§ **Assignment**: Of the lines below, copy those that hold the word "from".
<<<<
//! Xbox gamertag profiles from xboxgamertag.com.
//!
//! The gamerscore is rendered as a single detail item whose text node holds
//! both the label and the value (`<span>Gamerscore</span>1,234`), so the
//! label is extracted separately and removed from the combined text.

use scraper::Html;
use tracing::debug;

use super::html::{optional, require, require_within, stripped_text, trimmed_text};
use super::normalize::{clean_url, parse_count, rewrite_thumbnail, strip_label};
use super::{encode_identifier, ProfileScraper, RawDocument, RawFields};
use crate::lookup::LookupError;
use crate::models::{PlatformId, Profile, Stat};

const SEARCH_URL: &str = "https://xboxgamertag.com/search/";

pub const FIELD_TITLE: &str = "profile_title";
pub const FIELD_GAMERSCORE: &str = "gamerscore";
pub const FIELD_GAMERSCORE_LABEL: &str = "gamerscore_label";
pub const FIELD_THUMBNAIL: &str = "thumbnail";

const TITLE_SELECTOR: &str = "h1";
const DETAIL_SELECTOR: &str = "div.col-auto.profile-detail-item";
const LABEL_SELECTOR: &str = "span";
const THUMBNAIL_SELECTOR: &str = "img.rounded.img-thumbnail";

/// Scraper for xboxgamertag.com search result pages.
#[derive(Debug, Default, Clone, Copy)]
pub struct XboxScraper;

impl ProfileScraper for XboxScraper {
    fn platform(&self) -> PlatformId {
        PlatformId::Xbox
    }

    fn profile_url(&self, identifier: &str) -> String {
        format!("{}{}", SEARCH_URL, encode_identifier(identifier))
    }

    fn extract(&self, doc: &RawDocument) -> Result<RawFields, LookupError> {
        let document = Html::parse_document(&doc.text);

        let title = require(&document, TITLE_SELECTOR, FIELD_TITLE).map(trimmed_text);
        let detail = require(&document, DETAIL_SELECTOR, FIELD_GAMERSCORE);
        let gamerscore = detail.clone().map(stripped_text);
        let label = detail
            .and_then(|div| require_within(div, LABEL_SELECTOR, FIELD_GAMERSCORE_LABEL))
            .map(stripped_text);
        let thumbnail = optional(&document, THUMBNAIL_SELECTOR)?
            .and_then(|img| img.value().attr("src"))
            .map(|s| s.to_string());

        let mut fields = RawFields::new();
        fields.insert(FIELD_TITLE, title?);
        fields.insert(FIELD_GAMERSCORE, gamerscore?);
        fields.insert(FIELD_GAMERSCORE_LABEL, label?);
        if let Some(src) = thumbnail {
            fields.insert(FIELD_THUMBNAIL, src);
        } else {
            debug!("Xbox profile has no thumbnail image");
        }

        Ok(fields)
    }

    fn normalize(&self, _identifier: &str, mut fields: RawFields) -> Result<Profile, LookupError> {
        let title = fields.require(FIELD_TITLE)?.trim().to_string();
        if title.is_empty() {
            return Err(LookupError::markup(FIELD_TITLE));
        }

        let combined = fields.require(FIELD_GAMERSCORE)?;
        let label = fields.require(FIELD_GAMERSCORE_LABEL)?;
        let value = strip_label(combined, label, FIELD_GAMERSCORE)?;
        let gamerscore = parse_count(&value, FIELD_GAMERSCORE)?;

        let thumbnail_url = clean_url(fields.take(FIELD_THUMBNAIL)).map(|u| rewrite_thumbnail(&u));

        Ok(Profile::new(
            title,
            thumbnail_url,
            vec![Stat::new("Gamerscore", gamerscore)],
        ))
    }
}

#[cfg(test)]
mod tests {
    use super::*;
    use crate::models::StatValue;

    fn page(body: &str) -> RawDocument {
        RawDocument::new(
            format!("<html><body>{}</body></html>", body),
            "https://xboxgamertag.com/search/Someone",
            200,
        )
    }

    const FULL: &str = r#"
        <h1> Major Nelson </h1>
        <img class="rounded img-thumbnail" src="//images.weserv.nl/?url=https://images-eds.xboxlive.com/pic.png">
        <div class="row">
          <div class="col-auto profile-detail-item"><span>Gamerscore</span> 1,234</div>
          <div class="col-auto profile-detail-item"><span>Games Played</span> 77</div>
        </div>
    "#;

    #[test]
    fn test_profile_url_encodes_identifier() {
        assert_eq!(
            XboxScraper.profile_url("Major Nelson"),
            "https://xboxgamertag.com/search/Major%20Nelson"
        );
    }

    #[test]
    fn test_extract_full_page() {
        let fields = XboxScraper.extract(&page(FULL)).unwrap();
        assert_eq!(fields.get(FIELD_TITLE), Some("Major Nelson"));
        assert_eq!(fields.get(FIELD_GAMERSCORE), Some("Gamerscore1,234"));
        assert_eq!(fields.get(FIELD_GAMERSCORE_LABEL), Some("Gamerscore"));
        assert!(fields.get(FIELD_THUMBNAIL).unwrap().starts_with("//images.weserv.nl"));
    }

    #[test]
    fn test_normalize_full_page() {
        let fields = XboxScraper.extract(&page(FULL)).unwrap();
        let profile = XboxScraper.normalize("Major Nelson", fields).unwrap();
        assert_eq!(profile.title, "Major Nelson");
        assert_eq!(profile.stats, vec![Stat::new("Gamerscore", 1234u64)]);
        assert_eq!(
            profile.thumbnail_url.as_deref(),
            Some("https://external-content.duckduckgo.com/iu/?u=https://images-eds.xboxlive.com/pic.png")
        );
    }

    #[test]
    fn test_missing_title_named() {
        let body = r#"<div class="col-auto profile-detail-item"><span>Gamerscore</span>5</div>"#;
        assert_eq!(
            XboxScraper.extract(&page(body)).unwrap_err(),
            LookupError::markup(FIELD_TITLE)
        );
    }

    #[test]
    fn test_missing_gamerscore_named() {
        let body = "<h1>Someone</h1>";
        assert_eq!(
            XboxScraper.extract(&page(body)).unwrap_err(),
            LookupError::markup(FIELD_GAMERSCORE)
        );
    }

    #[test]
    fn test_missing_label_named() {
        let body = r#"<h1>Someone</h1><div class="col-auto profile-detail-item">1,234</div>"#;
        assert_eq!(
            XboxScraper.extract(&page(body)).unwrap_err(),
            LookupError::markup(FIELD_GAMERSCORE_LABEL)
        );
    }

    #[test]
    fn test_missing_thumbnail_is_fine() {
        let body = r#"<h1>Someone</h1><div class="col-auto profile-detail-item"><span>Gamerscore</span>0</div>"#;
        let fields = XboxScraper.extract(&page(body)).unwrap();
        let profile = XboxScraper.normalize("Someone", fields).unwrap();
        assert_eq!(profile.thumbnail_url, None);
        assert_eq!(profile.stat("Gamerscore"), Some(&StatValue::Count(0)));
    }

    #[test]
    fn test_non_numeric_gamerscore() {
        let body = r#"<h1>Someone</h1><div class="col-auto profile-detail-item"><span>Gamerscore</span>hidden</div>"#;
        let fields = XboxScraper.extract(&page(body)).unwrap();
        assert_eq!(
            XboxScraper.normalize("Someone", fields).unwrap_err(),
            LookupError::markup(FIELD_GAMERSCORE)
        );
    }

    #[test]
    fn test_unknown_thumbnail_prefix_passes_through() {
        let body = r#"<h1>Someone</h1>
            <img class="rounded img-thumbnail" src="https://cdn.example.com/a.png">
            <div class="col-auto profile-detail-item"><span>Gamerscore</span>10</div>"#;
        let fields = XboxScraper.extract(&page(body)).unwrap();
        let profile = XboxScraper.normalize("Someone", fields).unwrap();
        assert_eq!(profile.thumbnail_url.as_deref(), Some("https://cdn.example.com/a.png"));
    }
}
>>>>
§ **Answer to the exercise**:
//! Xbox gamertag profiles from xboxgamertag.com.
//! label is extracted separately and removed from the combined text.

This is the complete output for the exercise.